A snake’s gender can be hard to identify despite a close look to the animal. It also depends on what specie of snake you’re trying to identify. The sex organ of a snake is held internally which makes sexing through vision only a bit difficult. However, there are visible clues that could tell the gender of a snake. While probing is the surest way to sex most snakes, some species can be visually sexed with certainty. Probing is a difficult at the same time dangerous process and should only be carried out by experienced snake handlers.

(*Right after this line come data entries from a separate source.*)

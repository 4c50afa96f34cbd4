/// Filesystem helpers: corpus discovery and atomic artifact writes.
pub mod fs;
use std::io;
use std::path::PathBuf;

use thiserror::Error;

use crate::types::{DocumentId, ExtractorId, ViewName};

/// Error type for meta-collection configuration, resolution, and IO failures.
#[derive(Debug, Error)]
pub enum MetaError {
    /// Invalid experiment configuration.
    #[error("configuration error: {0}")]
    Configuration(String),
    /// A collector cannot run in the active configuration.
    #[error("unsupported configuration for collector '{collector}'{}: {reason}", extractor_suffix(.extractor))]
    UnsupportedConfiguration {
        /// Declaring extractor; `None` for mode-driven collectors.
        extractor: Option<ExtractorId>,
        /// Collector name.
        collector: String,
        /// What the collector rejected.
        reason: String,
    },
    /// An extractor or collector broke its declaration contract.
    #[error("invalid implementation '{implementation}'{}: {reason}", extractor_suffix(.extractor))]
    InvalidImplementation {
        /// Extractor the implementation was configured for, if any.
        extractor: Option<ExtractorId>,
        /// Implementation name as configured.
        implementation: String,
        /// Failure detail.
        reason: String,
    },
    /// An implementation name could not be turned into an extractor.
    #[error("cannot resolve implementation '{implementation}'{}: {reason}", extractor_suffix(.extractor))]
    Resolution {
        /// Extractor the implementation was configured for, if any.
        extractor: Option<ExtractorId>,
        /// Implementation name as configured.
        implementation: String,
        /// Failure detail.
        reason: String,
    },
    /// A storage folder is missing or unusable.
    #[error("storage failure at '{}': {reason}", .path.display())]
    Storage {
        /// Folder or file involved.
        path: PathBuf,
        /// Failure detail.
        reason: String,
    },
    /// An artifact or manifest could not be decoded.
    #[error("artifact '{}' is unreadable: {reason}", .path.display())]
    Artifact {
        /// Artifact or manifest file.
        path: PathBuf,
        /// Decode failure detail.
        reason: String,
    },
    /// The corpus reader failed mid-scan.
    #[error("corpus '{reader_id}' failed: {reason}")]
    Corpus {
        /// Failing reader's id.
        reader_id: String,
        /// Failure detail.
        reason: String,
    },
    /// A document lacks a view collectors are attached to.
    #[error("document '{document}' has no view '{view}'")]
    MissingView {
        /// Document being scanned.
        document: DocumentId,
        /// Attached view it does not have.
        view: ViewName,
    },
    /// Underlying filesystem failure.
    #[error(transparent)]
    Io(#[from] io::Error),
    /// Any of the above, tagged with the configuration point that failed.
    #[error("configuration point [{point}] failed: {source}")]
    AtPoint {
        /// `ExperimentPoint::describe` of the failing point.
        point: String,
        /// Original error.
        #[source]
        source: Box<MetaError>,
    },
}

impl MetaError {
    /// Attach the configuration point description to an error.
    ///
    /// Errors that already carry a point are returned unchanged.
    pub fn at_point(self, point: impl Into<String>) -> Self {
        match self {
            MetaError::AtPoint { .. } => self,
            other => MetaError::AtPoint {
                point: point.into(),
                source: Box::new(other),
            },
        }
    }

    /// Error with the configuration point wrapper removed.
    pub fn root(&self) -> &MetaError {
        match self {
            MetaError::AtPoint { source, .. } => source.root(),
            other => other,
        }
    }
}

fn extractor_suffix(extractor: &Option<ExtractorId>) -> String {
    match extractor {
        Some(id) => format!(" (extractor '{id}')"),
        None => String::new(),
    }
}

#[cfg(test)]
mod tests {
    use super::*;

    #[test]
    fn messages_name_the_extractor_when_present() {
        let err = MetaError::UnsupportedConfiguration {
            extractor: Some("ngram-1".into()),
            collector: "pair".into(),
            reason: "only primitive collectors are supported".into(),
        };
        assert_eq!(
            err.to_string(),
            "unsupported configuration for collector 'pair' (extractor 'ngram-1'): only primitive collectors are supported"
        );

        let err = MetaError::InvalidImplementation {
            extractor: None,
            implementation: "custom".into(),
            reason: "no storage keys".into(),
        };
        assert_eq!(
            err.to_string(),
            "invalid implementation 'custom': no storage keys"
        );
    }

    #[test]
    fn at_point_wraps_once_and_root_unwraps() {
        let err = MetaError::Configuration("no feature extractors".into())
            .at_point("mode=document")
            .at_point("ignored");
        assert!(err.to_string().starts_with("configuration point [mode=document] failed"));
        assert!(matches!(err.root(), MetaError::Configuration(_)));
    }
}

The first thing to look at in trying to identify a snake’s gender is the snake’s tail. There is a significant difference in the size and structure of male and female snakes. Males have two hemipenes which are stored next to each other at the base of the tail. Hemipenis (plural hemipenes) is a bi-lobed reproductive organ in snakes and lizards. Each hemipenis is tucked into its own pocket. This makes the tail appear fatter for a longer distance and makes the overall length of the tail much longer.
On the other hand, a female’s tail narrows right from the base, making it almost ‘carrot’ shaped. It tapers smoothly and evenly which is contrast to the male which tapers less evenly to the tip. In general, a male snake has a longer and thicker tail. The shape and length varies from species to species.
The exact shape and length varies from species to species, but generally, the male has a longer tail.